INPUT RECORDS:
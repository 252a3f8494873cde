//! The small webhook and automation programs, one function each.
//!
//! Binaries only parse arguments, build clients and print what these return.

use log::info;
use rand::Rng;
use rand::seq::IndexedRandom;
use serde::{Deserialize, Serialize};
use serde_json::{Value, json};
use sha1::{Digest, Sha1};

use crate::catalyst::{CatalystClient, NewComment};
use crate::config::AutomationApiConfig;
use crate::error::{Error, Result};
use crate::message::{DefaultPayload, Done, Message};
use crate::virustotal::VirusTotalClient;

/// Author of comments written by automations.
pub const AUTOMATION_CREATOR: &str = "automation";

/// Name of the ticket left behind by [`reset_tickets`].
pub const NEW_TICKET_NAME: &str = "New Ticket";

/// A webhook call as forwarded to a script; `body` is the raw request body.
#[derive(Debug, Clone, Deserialize)]
pub struct WebhookEvent {
    pub body: String,
}

#[derive(Debug, Clone, Deserialize)]
struct NewTicketRequest {
    name: String,
}

/// A record change event, as sent by ticket hooks.
#[derive(Debug, Clone, Deserialize)]
pub struct RecordEvent {
    pub record: RecordRef,
}

#[derive(Debug, Clone, Deserialize)]
pub struct RecordRef {
    pub id: String,
}

#[derive(Debug, Clone, PartialEq, Eq, Serialize, Deserialize)]
pub struct HashResult {
    pub hash: String,
}

/// Creates an open alert ticket named after the webhook body's `name`.
pub async fn create_ticket(client: &CatalystClient, event: &WebhookEvent) -> Result<Value> {
    let request: NewTicketRequest = serde_json::from_str(&event.body)
        .map_err(|e| Error::Input(format!("invalid webhook body: {}", e)))?;

    open_alert(client, &request.name).await
}

async fn open_alert(client: &CatalystClient, name: &str) -> Result<Value> {
    info!("🎫 creating alert ticket {:?}", name);
    let created = client
        .create_ticket(&json!({
            "name": name,
            "type": "alert",
            "open": true,
        }))
        .await?;
    Ok(created)
}

/// Deletes every ticket, then creates a single open alert named [`NEW_TICKET_NAME`].
pub async fn reset_tickets(client: &CatalystClient) -> Result<Value> {
    let tickets = client.list_tickets().await?;

    info!("🗑️  deleting {} tickets", tickets.len());
    for ticket in &tickets {
        let id = ticket
            .get("id")
            .and_then(Value::as_str)
            .ok_or_else(|| Error::Input(format!("ticket without id: {}", ticket)))?;
        client.delete_ticket(id).await?;
    }

    open_alert(client, NEW_TICKET_NAME).await
}

/// Picks the owner for a ticket among the known users.
pub fn pick_owner<R: Rng + ?Sized>(users: &[Value], rng: &mut R) -> Result<String> {
    let user = users
        .choose(rng)
        .ok_or_else(|| Error::Input("there are no users to assign the ticket to".to_string()))?;
    user.get("id")
        .and_then(Value::as_str)
        .map(str::to_string)
        .ok_or_else(|| Error::Input(format!("user without id: {}", user)))
}

/// Assigns the ticket of a record event to a random user.
pub async fn assign_ticket(client: &CatalystClient, event: &RecordEvent) -> Result<Value> {
    let users = client.list_users().await?;
    let owner = pick_owner(&users, &mut rand::rng())?;

    info!("👤 assigning ticket {} to {}", event.record.id, owner);
    let updated = client
        .update_ticket(&event.record.id, &json!({ "owner": owner }))
        .await?;
    Ok(updated)
}

pub fn hash_string(input: &str) -> HashResult {
    HashResult {
        hash: hex::encode(Sha1::digest(input.as_bytes())),
    }
}

/// Comments the payload on the ticket the automation runs for, if any.
pub async fn post_comment(message: &Message<DefaultPayload>) -> Result<Done> {
    let Some(ticket) = &message.context.ticket else {
        info!("no ticket in context, nothing to comment on");
        return Ok(Done::new());
    };

    let config = AutomationApiConfig::from_secrets(&message.secrets)?;
    let client = CatalystClient::from_automation_config(&config)?;
    let comment = NewComment {
        message: message.payload.default.clone(),
        creator: AUTOMATION_CREATOR.to_string(),
    };

    info!("💬 commenting on ticket {}", ticket.id);
    client.add_comment(ticket.id, &comment).await?;
    Ok(Done::new())
}

/// Returns VirusTotal's report for the hash in the payload, unchanged.
pub async fn vt_hash(client: &VirusTotalClient, message: &Message<DefaultPayload>) -> Result<Value> {
    let report = client.file_report(&message.payload.default).await?;
    Ok(report)
}
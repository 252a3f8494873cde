use anyhow::{Context, Result};
use clap::{Arg, ArgAction, Command};

use catalyst_automations::{DefaultPayload, Message, emit, scripts};

fn main() -> Result<()> {
    let matches = Command::new("hash-string")
        .version("1.0")
        .about("Hash the payload of an automation message with SHA-1")
        .arg(
            Arg::new("message")
                .help("Automation message as JSON")
                .required(true)
                .index(1),
        )
        .arg(
            Arg::new("verbose")
                .short('v')
                .long("verbose")
                .help("Verbose logging")
                .action(ArgAction::SetTrue),
        )
        .get_matches();

    let level = if matches.get_flag("verbose") {
        log::LevelFilter::Debug
    } else {
        log::LevelFilter::Info
    };
    env_logger::Builder::from_default_env().filter_level(level).init();

    let raw = matches.get_one::<String>("message").context("missing message")?;
    let message: Message<DefaultPayload> = Message::parse(raw)?;

    emit(&scripts::hash_string(&message.payload.default))?;
    Ok(())
}
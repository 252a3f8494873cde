pub mod client;
pub mod model;

use async_trait::async_trait;

use crate::error::ApiError;

pub use client::CatalystClient;
pub use model::{
    Artifact, ArtifactStatus, Comment, FileRef, NewComment, Reference, Ticket, TicketStatus, TicketType,
    bucket_name,
};

/// Write access to the ticketing system used by the migration.
#[async_trait]
pub trait TicketSink: Send + Sync {
    /// Creates all tickets in one request.
    async fn create_tickets(&self, tickets: &[Ticket]) -> Result<(), ApiError>;

    /// Deletes a ticket by its numeric id; `false` when it did not exist.
    async fn remove_ticket(&self, id: i64) -> Result<bool, ApiError>;
}
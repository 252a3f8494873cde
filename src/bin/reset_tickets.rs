use anyhow::Result;
use clap::Parser;
use log::info;

use catalyst_automations::{CatalystClient, CatalystConfig, emit, scripts};

#[derive(Parser)]
#[command(name = "reset-tickets")]
#[command(about = "Delete all tickets and create a fresh \"New Ticket\" alert")]
struct Args {
    /// Verbose logging
    #[arg(short, long)]
    verbose: bool,
}

#[tokio::main]
async fn main() -> Result<()> {
    let args = Args::parse();

    let level = if args.verbose {
        log::LevelFilter::Debug
    } else {
        log::LevelFilter::Info
    };
    env_logger::Builder::from_default_env().filter_level(level).init();

    let config = CatalystConfig::from_env()?;
    info!("📡 Catalyst: {}", config.app_url);
    let client = CatalystClient::from_env_config(&config)?;

    let created = scripts::reset_tickets(&client).await?;
    emit(&created)?;
    Ok(())
}
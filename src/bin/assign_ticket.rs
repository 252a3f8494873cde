use anyhow::{Context, Result};
use clap::Parser;

use catalyst_automations::scripts::{self, RecordEvent};
use catalyst_automations::{CatalystClient, CatalystConfig, emit};

#[derive(Parser)]
#[command(name = "assign-ticket")]
#[command(about = "Assign a ticket to a random user")]
struct Args {
    /// Record event as JSON, with the ticket under `record`
    event: String,

    /// Verbose logging
    #[arg(short, long)]
    verbose: bool,
}

#[tokio::main]
async fn main() -> Result<()> {
    let args = Args::parse();

    let level = if args.verbose {
        log::LevelFilter::Debug
    } else {
        log::LevelFilter::Info
    };
    env_logger::Builder::from_default_env().filter_level(level).init();

    let event: RecordEvent = serde_json::from_str(&args.event).context("invalid record event")?;

    let config = CatalystConfig::from_env()?;
    let client = CatalystClient::from_env_config(&config)?;

    let updated = scripts::assign_ticket(&client, &event).await?;
    emit(&updated)?;
    Ok(())
}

WHAT THE TASK ASKS:
Repeat the entries word for word. Skip none of them.

RESULT:
repository 252a3f8494873cde
//! The small webhook and automation programs, one function each.
//!
//! Binaries only parse arguments, build clients and print what these return.

use log::info;
use rand::Rng;
use rand::seq::IndexedRandom;
use serde::{Deserialize, Serialize};
use serde_json::{Value, json};
use sha1::{Digest, Sha1};

use crate::catalyst::{CatalystClient, NewComment};
use crate::config::AutomationApiConfig;
use crate::error::{Error, Result};
use crate::message::{DefaultPayload, Done, Message};
use crate::virustotal::VirusTotalClient;

/// Author of comments written by automations.
pub const AUTOMATION_CREATOR: &str = "automation";

/// Name of the ticket left behind by [`reset_tickets`].
pub const NEW_TICKET_NAME: &str = "New Ticket";

/// A webhook call as forwarded to a script; `body` is the raw request body.
#[derive(Debug, Clone, Deserialize)]
pub struct WebhookEvent {
    pub body: String,
}

#[derive(Debug, Clone, Deserialize)]
struct NewTicketRequest {
    name: String,
}

/// A record change event, as sent by ticket hooks.
#[derive(Debug, Clone, Deserialize)]
pub struct RecordEvent {
    pub record: RecordRef,
}

#[derive(Debug, Clone, Deserialize)]
pub struct RecordRef {
    pub id: String,
}

#[derive(Debug, Clone, PartialEq, Eq, Serialize, Deserialize)]
pub struct HashResult {
    pub hash: String,
}

/// Creates an open alert ticket named after the webhook body's `name`.
pub async fn create_ticket(client: &CatalystClient, event: &WebhookEvent) -> Result<Value> {
    let request: NewTicketRequest = serde_json::from_str(&event.body)
        .map_err(|e| Error::Input(format!("invalid webhook body: {}", e)))?;

    open_alert(client, &request.name).await
}

async fn open_alert(client: &CatalystClient, name: &str) -> Result<Value> {
    info!("🎫 creating alert ticket {:?}", name);
    let created = client
        .create_ticket(&json!({
            "name": name,
            "type": "alert",
            "open": true,
        }))
        .await?;
    Ok(created)
}

/// Deletes every ticket, then creates a single open alert named [`NEW_TICKET_NAME`].
pub async fn reset_tickets(client: &CatalystClient) -> Result<Value> {
    let tickets = client.list_tickets().await?;

    info!("🗑️  deleting {} tickets", tickets.len());
    for ticket in &tickets {
        let id = ticket
            .get("id")
            .and_then(Value::as_str)
            .ok_or_else(|| Error::Input(format!("ticket without id: {}", ticket)))?;
        client.delete_ticket(id).await?;
    }

    open_alert(client, NEW_TICKET_NAME).await
}

/// Picks the owner for a ticket among the known users.
pub fn pick_owner<R: Rng + ?Sized>(users: &[Value], rng: &mut R) -> Result<String> {
    let user = users
        .choose(rng)
        .ok_or_else(|| Error::Input("there are no users to assign the ticket to".to_string()))?;
    user.get("id")
        .and_then(Value::as_str)
        .map(str::to_string)
        .ok_or_else(|| Error::Input(format!("user without id: {}", user)))
}

/// Assigns the ticket of a record event to a random user.
pub async fn assign_ticket(client: &CatalystClient, event: &RecordEvent) -> Result<Value> {
    let users = client.list_users().await?;
    let owner = pick_owner(&users, &mut rand::rng())?;

    info!("👤 assigning ticket {} to {}", event.record.id, owner);
    let updated = client
        .update_ticket(&event.record.id, &json!({ "owner": owner }))
        .await?;
    Ok(updated)
}

pub fn hash_string(input: &str) -> HashResult {
    HashResult {
        hash: hex::encode(Sha1::digest(input.as_bytes())),
    }
}

/// Comments the payload on the ticket the automation runs for, if any.
pub async fn post_comment(message: &Message<DefaultPayload>) -> Result<Done> {
    let Some(ticket) = &message.context.ticket else {
        info!("no ticket in context, nothing to comment on");
        return Ok(Done::new());
    };

    let config = AutomationApiConfig::from_secrets(&message.secrets)?;
    let client = CatalystClient::from_automation_config(&config)?;
    let comment = NewComment {
        message: message.payload.default.clone(),
        creator: AUTOMATION_CREATOR.to_string(),
    };

    info!("💬 commenting on ticket {}", ticket.id);
    client.add_comment(ticket.id, &comment).await?;
    Ok(Done::new())
}

/// Returns VirusTotal's report for the hash in the payload, unchanged.
pub async fn vt_hash(client: &VirusTotalClient, message: &Message<DefaultPayload>) -> Result<Value> {
    let report = client.file_report(&message.payload.default).await?;
    Ok(report)
}
repository 252a3f8494873cde
use anyhow::{Context, Result};
use clap::{Arg, ArgAction, Command};

use catalyst_automations::{DefaultPayload, Message, emit, scripts};

fn main() -> Result<()> {
    let matches = Command::new("hash-string")
        .version("1.0")
        .about("Hash the payload of an automation message with SHA-1")
        .arg(
            Arg::new("message")
                .help("Automation message as JSON")
                .required(true)
                .index(1),
        )
        .arg(
            Arg::new("verbose")
                .short('v')
                .long("verbose")
                .help("Verbose logging")
                .action(ArgAction::SetTrue),
        )
        .get_matches();

    let level = if matches.get_flag("verbose") {
        log::LevelFilter::Debug
    } else {
        log::LevelFilter::Info
    };
    env_logger::Builder::from_default_env().filter_level(level).init();

    let raw = matches.get_one::<String>("message").context("missing message")?;
    let message: Message<DefaultPayload> = Message::parse(raw)?;

    emit(&scripts::hash_string(&message.payload.default))?;
    Ok(())
}
repository 252a3f8494873cde
pub mod client;
pub mod model;

use async_trait::async_trait;

use crate::error::ApiError;

pub use client::CatalystClient;
pub use model::{
    Artifact, ArtifactStatus, Comment, FileRef, NewComment, Reference, Ticket, TicketStatus, TicketType,
    bucket_name,
};

/// Write access to the ticketing system used by the migration.
#[async_trait]
pub trait TicketSink: Send + Sync {
    /// Creates all tickets in one request.
    async fn create_tickets(&self, tickets: &[Ticket]) -> Result<(), ApiError>;

    /// Deletes a ticket by its numeric id; `false` when it did not exist.
    async fn remove_ticket(&self, id: i64) -> Result<bool, ApiError>;
}
repository 252a3f8494873cde
filename src/bin/reset_tickets.rs
use anyhow::Result;
use clap::Parser;
use log::info;

use catalyst_automations::{CatalystClient, CatalystConfig, emit, scripts};

#[derive(Parser)]
#[command(name = "reset-tickets")]
#[command(about = "Delete all tickets and create a fresh \"New Ticket\" alert")]
struct Args {
    /// Verbose logging
    #[arg(short, long)]
    verbose: bool,
}

#[tokio::main]
async fn main() -> Result<()> {
    let args = Args::parse();

    let level = if args.verbose {
        log::LevelFilter::Debug
    } else {
        log::LevelFilter::Info
    };
    env_logger::Builder::from_default_env().filter_level(level).init();

    let config = CatalystConfig::from_env()?;
    info!("📡 Catalyst: {}", config.app_url);
    let client = CatalystClient::from_env_config(&config)?;

    let created = scripts::reset_tickets(&client).await?;
    emit(&created)?;
    Ok(())
}
filename src/bin/assign_ticket.rs
repository 252a3f8494873cde
use anyhow::{Context, Result};
use clap::Parser;

use catalyst_automations::scripts::{self, RecordEvent};
use catalyst_automations::{CatalystClient, CatalystConfig, emit};

#[derive(Parser)]
#[command(name = "assign-ticket")]
#[command(about = "Assign a ticket to a random user")]
struct Args {
    /// Record event as JSON, with the ticket under `record`
    event: String,

    /// Verbose logging
    #[arg(short, long)]
    verbose: bool,
}

#[tokio::main]
async fn main() -> Result<()> {
    let args = Args::parse();

    let level = if args.verbose {
        log::LevelFilter::Debug
    } else {
        log::LevelFilter::Info
    };
    env_logger::Builder::from_default_env().filter_level(level).init();

    let event: RecordEvent = serde_json::from_str(&args.event).context("invalid record event")?;

    let config = CatalystConfig::from_env()?;
    let client = CatalystClient::from_env_config(&config)?;

    let updated = scripts::assign_ticket(&client, &event).await?;
    emit(&updated)?;
    Ok(())
}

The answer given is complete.